[[ GIVEN RECORDS open ]]

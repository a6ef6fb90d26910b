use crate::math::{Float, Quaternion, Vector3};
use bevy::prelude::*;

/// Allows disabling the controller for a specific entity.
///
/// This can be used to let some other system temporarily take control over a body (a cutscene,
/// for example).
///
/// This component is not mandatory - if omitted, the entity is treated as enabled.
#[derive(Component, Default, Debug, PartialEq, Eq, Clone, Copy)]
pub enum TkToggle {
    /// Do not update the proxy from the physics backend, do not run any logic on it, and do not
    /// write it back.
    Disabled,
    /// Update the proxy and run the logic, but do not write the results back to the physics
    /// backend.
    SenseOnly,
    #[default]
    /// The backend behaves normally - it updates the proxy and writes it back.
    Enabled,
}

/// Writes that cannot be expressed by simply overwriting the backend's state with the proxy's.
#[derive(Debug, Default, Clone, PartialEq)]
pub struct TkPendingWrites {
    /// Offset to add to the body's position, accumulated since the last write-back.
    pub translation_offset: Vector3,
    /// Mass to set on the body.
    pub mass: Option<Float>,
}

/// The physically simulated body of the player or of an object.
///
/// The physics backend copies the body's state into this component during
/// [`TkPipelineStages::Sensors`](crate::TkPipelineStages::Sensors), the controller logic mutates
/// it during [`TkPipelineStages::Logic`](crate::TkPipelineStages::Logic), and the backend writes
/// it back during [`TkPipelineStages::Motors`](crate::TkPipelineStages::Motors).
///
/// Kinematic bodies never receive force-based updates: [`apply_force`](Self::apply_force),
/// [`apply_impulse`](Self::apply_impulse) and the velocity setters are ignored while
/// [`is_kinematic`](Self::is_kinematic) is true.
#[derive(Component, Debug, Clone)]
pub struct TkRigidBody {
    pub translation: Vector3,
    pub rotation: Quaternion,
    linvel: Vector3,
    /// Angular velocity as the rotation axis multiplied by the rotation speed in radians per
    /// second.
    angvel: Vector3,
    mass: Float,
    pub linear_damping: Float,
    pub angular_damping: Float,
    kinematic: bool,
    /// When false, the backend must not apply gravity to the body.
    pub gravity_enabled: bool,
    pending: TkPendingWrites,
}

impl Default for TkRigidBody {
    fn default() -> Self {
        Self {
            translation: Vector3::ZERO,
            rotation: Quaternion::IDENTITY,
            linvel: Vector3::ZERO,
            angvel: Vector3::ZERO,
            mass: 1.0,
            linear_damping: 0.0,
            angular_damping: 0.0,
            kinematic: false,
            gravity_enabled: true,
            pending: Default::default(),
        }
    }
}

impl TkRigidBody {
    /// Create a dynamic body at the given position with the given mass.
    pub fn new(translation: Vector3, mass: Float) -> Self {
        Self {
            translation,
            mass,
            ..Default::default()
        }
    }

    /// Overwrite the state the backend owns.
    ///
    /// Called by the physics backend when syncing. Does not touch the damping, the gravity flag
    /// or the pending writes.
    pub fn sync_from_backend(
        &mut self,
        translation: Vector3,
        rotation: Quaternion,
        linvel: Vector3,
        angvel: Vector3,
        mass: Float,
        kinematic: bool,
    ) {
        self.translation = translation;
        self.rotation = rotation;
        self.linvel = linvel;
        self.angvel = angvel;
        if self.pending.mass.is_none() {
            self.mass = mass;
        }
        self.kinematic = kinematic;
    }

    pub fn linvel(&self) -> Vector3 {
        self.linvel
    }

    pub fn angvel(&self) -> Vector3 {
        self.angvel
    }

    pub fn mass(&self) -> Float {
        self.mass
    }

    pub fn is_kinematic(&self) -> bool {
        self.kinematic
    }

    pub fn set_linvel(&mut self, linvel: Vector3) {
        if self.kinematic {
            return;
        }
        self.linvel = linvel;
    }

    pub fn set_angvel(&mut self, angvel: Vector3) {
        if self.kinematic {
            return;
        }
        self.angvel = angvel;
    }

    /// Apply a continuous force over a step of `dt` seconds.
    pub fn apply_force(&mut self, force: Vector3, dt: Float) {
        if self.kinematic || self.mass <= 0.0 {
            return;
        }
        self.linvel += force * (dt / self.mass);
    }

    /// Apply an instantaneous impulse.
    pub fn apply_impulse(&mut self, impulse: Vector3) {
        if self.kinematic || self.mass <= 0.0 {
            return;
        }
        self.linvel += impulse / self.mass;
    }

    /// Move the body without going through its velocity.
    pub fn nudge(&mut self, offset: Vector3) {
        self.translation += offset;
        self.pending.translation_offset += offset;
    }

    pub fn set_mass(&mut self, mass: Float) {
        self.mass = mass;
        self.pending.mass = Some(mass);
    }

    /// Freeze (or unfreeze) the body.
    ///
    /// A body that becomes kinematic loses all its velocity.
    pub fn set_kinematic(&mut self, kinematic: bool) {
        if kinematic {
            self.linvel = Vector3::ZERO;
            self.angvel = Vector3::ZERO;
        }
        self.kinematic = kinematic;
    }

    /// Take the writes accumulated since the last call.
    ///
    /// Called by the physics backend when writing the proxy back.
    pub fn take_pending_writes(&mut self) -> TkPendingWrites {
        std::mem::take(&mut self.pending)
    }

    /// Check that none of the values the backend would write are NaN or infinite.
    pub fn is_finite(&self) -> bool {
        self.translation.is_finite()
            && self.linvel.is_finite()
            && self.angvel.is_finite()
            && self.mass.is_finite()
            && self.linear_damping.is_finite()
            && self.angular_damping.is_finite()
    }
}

[[ GIVEN RECORDS closed ]]

> _WORK REQUIRED_
From the records above, pull every line that carries the word "struct".

> _WRITTEN ANSWER_
pub struct TkPendingWrites {
pub struct TkRigidBody {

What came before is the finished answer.